Scan the material for "TranslatorsRepository". Copy every line it appears in.

*DATA LISTING:*
_ _ _ _ _

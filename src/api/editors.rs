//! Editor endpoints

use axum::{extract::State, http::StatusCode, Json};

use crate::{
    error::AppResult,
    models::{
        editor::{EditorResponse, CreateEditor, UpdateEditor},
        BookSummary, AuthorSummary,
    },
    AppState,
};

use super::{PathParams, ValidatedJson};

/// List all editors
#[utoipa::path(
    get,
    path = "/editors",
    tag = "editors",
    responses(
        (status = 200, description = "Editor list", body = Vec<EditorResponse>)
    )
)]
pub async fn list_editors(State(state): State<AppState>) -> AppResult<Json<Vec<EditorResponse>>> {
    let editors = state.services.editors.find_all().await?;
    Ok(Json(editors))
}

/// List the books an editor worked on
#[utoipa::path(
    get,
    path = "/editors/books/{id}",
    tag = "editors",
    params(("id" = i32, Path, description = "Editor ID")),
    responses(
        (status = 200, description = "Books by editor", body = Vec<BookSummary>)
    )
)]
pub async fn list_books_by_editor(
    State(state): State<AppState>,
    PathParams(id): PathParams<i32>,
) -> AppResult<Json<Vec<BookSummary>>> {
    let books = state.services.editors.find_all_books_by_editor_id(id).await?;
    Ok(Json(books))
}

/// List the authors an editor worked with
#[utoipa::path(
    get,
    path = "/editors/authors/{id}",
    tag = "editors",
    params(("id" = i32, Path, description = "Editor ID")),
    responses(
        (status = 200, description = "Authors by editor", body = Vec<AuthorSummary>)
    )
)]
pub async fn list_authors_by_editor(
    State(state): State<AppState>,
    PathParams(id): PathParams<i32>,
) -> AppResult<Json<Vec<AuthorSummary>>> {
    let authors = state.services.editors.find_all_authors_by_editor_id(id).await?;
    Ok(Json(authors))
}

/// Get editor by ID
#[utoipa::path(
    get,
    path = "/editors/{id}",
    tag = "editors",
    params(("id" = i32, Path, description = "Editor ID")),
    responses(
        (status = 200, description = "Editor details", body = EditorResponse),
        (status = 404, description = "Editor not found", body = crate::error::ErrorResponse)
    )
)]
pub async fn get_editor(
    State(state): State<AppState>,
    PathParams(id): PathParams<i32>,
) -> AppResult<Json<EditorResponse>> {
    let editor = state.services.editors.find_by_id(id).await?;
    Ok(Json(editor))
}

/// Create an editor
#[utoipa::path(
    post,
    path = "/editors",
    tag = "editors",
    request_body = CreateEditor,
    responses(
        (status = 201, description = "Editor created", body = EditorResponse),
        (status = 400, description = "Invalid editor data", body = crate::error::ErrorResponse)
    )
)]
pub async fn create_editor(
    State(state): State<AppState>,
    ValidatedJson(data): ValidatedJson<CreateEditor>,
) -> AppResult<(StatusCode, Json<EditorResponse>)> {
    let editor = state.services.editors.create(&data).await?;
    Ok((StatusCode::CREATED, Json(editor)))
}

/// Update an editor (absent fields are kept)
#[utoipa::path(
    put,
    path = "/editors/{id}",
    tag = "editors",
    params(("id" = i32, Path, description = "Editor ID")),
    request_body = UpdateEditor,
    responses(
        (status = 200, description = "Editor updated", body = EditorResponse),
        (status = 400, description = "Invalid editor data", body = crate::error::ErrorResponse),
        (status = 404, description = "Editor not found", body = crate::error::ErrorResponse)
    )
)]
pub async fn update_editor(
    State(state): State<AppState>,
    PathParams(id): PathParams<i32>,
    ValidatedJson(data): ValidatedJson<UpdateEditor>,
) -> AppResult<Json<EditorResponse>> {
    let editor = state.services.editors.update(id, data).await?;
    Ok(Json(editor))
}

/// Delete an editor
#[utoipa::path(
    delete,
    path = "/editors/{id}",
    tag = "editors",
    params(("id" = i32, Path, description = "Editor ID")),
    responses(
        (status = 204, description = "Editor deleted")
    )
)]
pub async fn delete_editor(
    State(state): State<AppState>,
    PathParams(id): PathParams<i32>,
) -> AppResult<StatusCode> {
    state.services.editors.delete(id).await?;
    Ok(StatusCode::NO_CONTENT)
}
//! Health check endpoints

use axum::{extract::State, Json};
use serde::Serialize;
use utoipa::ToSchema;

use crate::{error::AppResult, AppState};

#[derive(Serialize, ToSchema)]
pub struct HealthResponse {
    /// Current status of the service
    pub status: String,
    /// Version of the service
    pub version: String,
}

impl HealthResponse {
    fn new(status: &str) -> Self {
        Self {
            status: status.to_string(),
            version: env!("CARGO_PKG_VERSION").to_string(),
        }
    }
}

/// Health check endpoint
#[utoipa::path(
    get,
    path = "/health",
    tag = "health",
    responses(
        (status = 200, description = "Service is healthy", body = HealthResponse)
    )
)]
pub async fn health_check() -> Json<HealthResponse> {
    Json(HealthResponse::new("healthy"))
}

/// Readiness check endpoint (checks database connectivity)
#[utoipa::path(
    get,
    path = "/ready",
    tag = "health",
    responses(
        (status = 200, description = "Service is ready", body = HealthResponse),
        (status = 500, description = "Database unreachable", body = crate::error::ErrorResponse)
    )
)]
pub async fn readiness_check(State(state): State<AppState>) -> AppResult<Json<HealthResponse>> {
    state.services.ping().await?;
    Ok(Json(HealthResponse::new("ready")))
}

_ _ _ _ _

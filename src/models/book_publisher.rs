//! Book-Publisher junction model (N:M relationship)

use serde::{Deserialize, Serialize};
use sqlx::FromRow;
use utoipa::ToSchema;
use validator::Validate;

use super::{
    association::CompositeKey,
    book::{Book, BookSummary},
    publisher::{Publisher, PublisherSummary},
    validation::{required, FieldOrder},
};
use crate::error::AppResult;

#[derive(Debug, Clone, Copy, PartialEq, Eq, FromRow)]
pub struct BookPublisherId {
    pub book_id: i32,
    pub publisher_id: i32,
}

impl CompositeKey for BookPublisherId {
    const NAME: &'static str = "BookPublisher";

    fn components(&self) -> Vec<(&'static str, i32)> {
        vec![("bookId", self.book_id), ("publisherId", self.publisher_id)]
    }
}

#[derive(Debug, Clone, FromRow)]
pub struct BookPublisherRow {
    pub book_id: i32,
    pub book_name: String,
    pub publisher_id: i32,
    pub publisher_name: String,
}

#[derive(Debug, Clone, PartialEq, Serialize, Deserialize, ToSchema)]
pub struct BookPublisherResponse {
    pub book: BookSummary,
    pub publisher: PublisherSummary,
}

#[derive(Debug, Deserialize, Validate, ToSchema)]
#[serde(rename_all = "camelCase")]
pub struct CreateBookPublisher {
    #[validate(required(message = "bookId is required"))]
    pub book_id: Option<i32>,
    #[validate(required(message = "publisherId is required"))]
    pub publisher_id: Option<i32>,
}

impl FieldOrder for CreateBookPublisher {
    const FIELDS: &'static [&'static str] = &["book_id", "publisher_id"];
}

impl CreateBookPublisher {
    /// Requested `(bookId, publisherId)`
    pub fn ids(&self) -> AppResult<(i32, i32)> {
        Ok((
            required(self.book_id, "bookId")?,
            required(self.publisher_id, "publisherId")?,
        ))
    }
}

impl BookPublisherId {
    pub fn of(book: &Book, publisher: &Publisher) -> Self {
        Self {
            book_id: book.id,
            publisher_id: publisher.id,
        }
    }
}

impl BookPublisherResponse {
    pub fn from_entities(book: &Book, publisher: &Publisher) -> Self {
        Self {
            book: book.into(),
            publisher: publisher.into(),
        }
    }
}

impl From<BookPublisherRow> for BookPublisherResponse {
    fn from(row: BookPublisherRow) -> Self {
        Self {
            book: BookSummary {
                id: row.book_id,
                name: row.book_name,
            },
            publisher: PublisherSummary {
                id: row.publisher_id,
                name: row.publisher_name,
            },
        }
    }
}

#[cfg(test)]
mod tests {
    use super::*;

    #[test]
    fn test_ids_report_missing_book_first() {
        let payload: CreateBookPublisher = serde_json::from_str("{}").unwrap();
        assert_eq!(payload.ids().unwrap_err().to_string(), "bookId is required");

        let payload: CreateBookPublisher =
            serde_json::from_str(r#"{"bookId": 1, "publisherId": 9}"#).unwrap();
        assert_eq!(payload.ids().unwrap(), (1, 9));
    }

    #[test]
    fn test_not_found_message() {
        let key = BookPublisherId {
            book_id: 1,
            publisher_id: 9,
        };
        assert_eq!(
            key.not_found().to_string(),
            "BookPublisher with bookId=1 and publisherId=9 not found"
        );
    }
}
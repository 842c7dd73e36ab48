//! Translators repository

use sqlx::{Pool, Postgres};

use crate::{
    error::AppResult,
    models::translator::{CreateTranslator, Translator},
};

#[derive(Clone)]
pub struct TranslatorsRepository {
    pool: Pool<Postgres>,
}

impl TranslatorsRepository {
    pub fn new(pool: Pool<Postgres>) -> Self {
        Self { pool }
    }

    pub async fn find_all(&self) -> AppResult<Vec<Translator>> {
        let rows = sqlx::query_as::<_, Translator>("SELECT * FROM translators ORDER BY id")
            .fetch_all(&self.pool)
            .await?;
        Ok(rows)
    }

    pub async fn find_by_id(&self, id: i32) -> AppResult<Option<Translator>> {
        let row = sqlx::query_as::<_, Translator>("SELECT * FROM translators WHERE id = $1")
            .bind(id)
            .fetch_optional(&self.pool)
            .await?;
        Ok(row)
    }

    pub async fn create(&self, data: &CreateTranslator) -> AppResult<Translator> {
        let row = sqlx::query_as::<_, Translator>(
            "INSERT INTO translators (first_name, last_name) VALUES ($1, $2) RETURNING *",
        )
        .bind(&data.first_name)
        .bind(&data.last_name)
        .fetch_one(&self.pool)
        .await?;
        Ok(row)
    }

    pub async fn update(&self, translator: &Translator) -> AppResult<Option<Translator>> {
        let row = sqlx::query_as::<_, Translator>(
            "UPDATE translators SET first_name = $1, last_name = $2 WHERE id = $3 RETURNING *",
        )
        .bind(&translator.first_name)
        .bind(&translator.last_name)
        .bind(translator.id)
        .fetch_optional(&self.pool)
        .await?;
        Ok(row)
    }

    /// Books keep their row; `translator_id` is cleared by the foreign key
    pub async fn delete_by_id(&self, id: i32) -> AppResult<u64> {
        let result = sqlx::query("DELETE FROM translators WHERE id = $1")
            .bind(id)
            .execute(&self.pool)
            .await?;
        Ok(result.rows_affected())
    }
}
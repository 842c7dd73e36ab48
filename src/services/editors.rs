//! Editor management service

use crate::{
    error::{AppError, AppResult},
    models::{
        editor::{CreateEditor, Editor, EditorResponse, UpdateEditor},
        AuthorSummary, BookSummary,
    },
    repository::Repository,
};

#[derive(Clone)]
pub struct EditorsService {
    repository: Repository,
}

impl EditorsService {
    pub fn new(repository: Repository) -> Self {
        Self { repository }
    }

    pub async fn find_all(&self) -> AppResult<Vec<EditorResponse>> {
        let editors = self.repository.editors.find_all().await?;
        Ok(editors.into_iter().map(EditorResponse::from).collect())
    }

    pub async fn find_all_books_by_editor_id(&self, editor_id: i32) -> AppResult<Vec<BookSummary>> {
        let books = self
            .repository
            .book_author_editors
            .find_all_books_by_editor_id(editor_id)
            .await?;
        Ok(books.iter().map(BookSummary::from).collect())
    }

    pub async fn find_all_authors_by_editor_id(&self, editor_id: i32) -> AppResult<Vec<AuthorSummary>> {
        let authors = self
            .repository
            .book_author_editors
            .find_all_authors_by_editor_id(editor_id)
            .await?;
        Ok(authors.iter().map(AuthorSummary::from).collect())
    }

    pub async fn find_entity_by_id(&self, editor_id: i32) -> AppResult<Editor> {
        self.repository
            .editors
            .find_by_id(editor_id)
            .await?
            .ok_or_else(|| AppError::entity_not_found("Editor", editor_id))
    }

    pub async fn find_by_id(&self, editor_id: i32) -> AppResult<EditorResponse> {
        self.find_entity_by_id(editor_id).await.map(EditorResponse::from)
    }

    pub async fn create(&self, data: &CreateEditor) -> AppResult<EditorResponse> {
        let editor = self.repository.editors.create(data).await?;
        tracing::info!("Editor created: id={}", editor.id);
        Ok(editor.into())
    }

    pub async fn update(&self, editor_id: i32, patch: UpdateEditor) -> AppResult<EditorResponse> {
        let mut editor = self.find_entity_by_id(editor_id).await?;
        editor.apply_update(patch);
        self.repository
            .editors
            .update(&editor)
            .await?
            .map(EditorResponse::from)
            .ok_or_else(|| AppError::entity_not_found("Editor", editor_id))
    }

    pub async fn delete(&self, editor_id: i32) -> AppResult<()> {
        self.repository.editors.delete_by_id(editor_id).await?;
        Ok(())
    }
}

_ _ _ _ _

*OUTPUT OF THE TASK:*
pub struct TranslatorsRepository {
impl TranslatorsRepository {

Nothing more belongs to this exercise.